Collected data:
************

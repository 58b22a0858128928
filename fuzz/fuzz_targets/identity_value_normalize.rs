#![no_main]

use libfuzzer_sys::fuzz_target;
use tau_thread_routing::ExternalIdentityType;

fuzz_target!(|data: &[u8]| {
    let raw = String::from_utf8_lossy(data);
    for identity_type in [
        ExternalIdentityType::Phone,
        ExternalIdentityType::Email,
        ExternalIdentityType::PlatformId,
    ] {
        if let Ok(normalized) = identity_type.normalize_value(&raw) {
            assert!(!normalized.is_empty());
            assert_eq!(
                identity_type.normalize_value(&normalized).ok().as_deref(),
                Some(normalized.as_str())
            );
        }
    }
});
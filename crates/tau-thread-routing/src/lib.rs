//! Thread routing engine for messages arriving over SMS, chat platforms,
//! email, and in-app channels.
//!
//! Provides identity resolution with a TTL cache, identity/metadata/context
//! routing strategies, the routing orchestrator, a retry sweeper with
//! dead-lettering, manual assignment, and the routing decision log.
//!
//! ```rust
//! use tau_thread_routing::{extract_keywords, AddressSignals};
//!
//! let keywords = extract_keywords("Is the water heater at the unit leaking?", 10);
//! assert_eq!(keywords, vec!["water", "heater", "unit", "leaking"]);
//!
//! let signals = AddressSignals::extract("Leak at 123 Main St Durham NC");
//! assert_eq!(signals.street_addresses, vec!["123 main st"]);
//! assert_eq!(signals.cities, vec!["durham"]);
//! ```

pub mod clock;
pub mod decision_log;
pub mod engine;
pub mod identity_cache;
pub mod identity_link;
pub mod identity_resolver;
pub mod manual_assignment;
pub mod orchestrator;
pub mod retry_sweeper;
pub mod routing_config;
pub mod routing_contract;
pub mod routing_error;
pub mod routing_store;
mod snapshot_locking;
pub mod strategies;

pub use clock::*;
pub use decision_log::*;
pub use engine::*;
pub use identity_cache::*;
pub use identity_link::*;
pub use identity_resolver::*;
pub use manual_assignment::*;
pub use orchestrator::*;
pub use retry_sweeper::*;
pub use routing_config::*;
pub use routing_contract::*;
pub use routing_error::*;
pub use routing_store::*;
pub use strategies::text_signals::{extract_keywords, AddressSignals};
pub use strategies::{
    AddressScorer, KeywordScorer, RoutingStrategy, ScoredCandidate, ScoringStrategy, StrategySet,
    ROUTING_STRATEGY_PRIORITY,
};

************

# [Problem details]
Nothing but a number should be given: the count of lines in the entries that contain the word "with".

# [Answer to this exercise]
2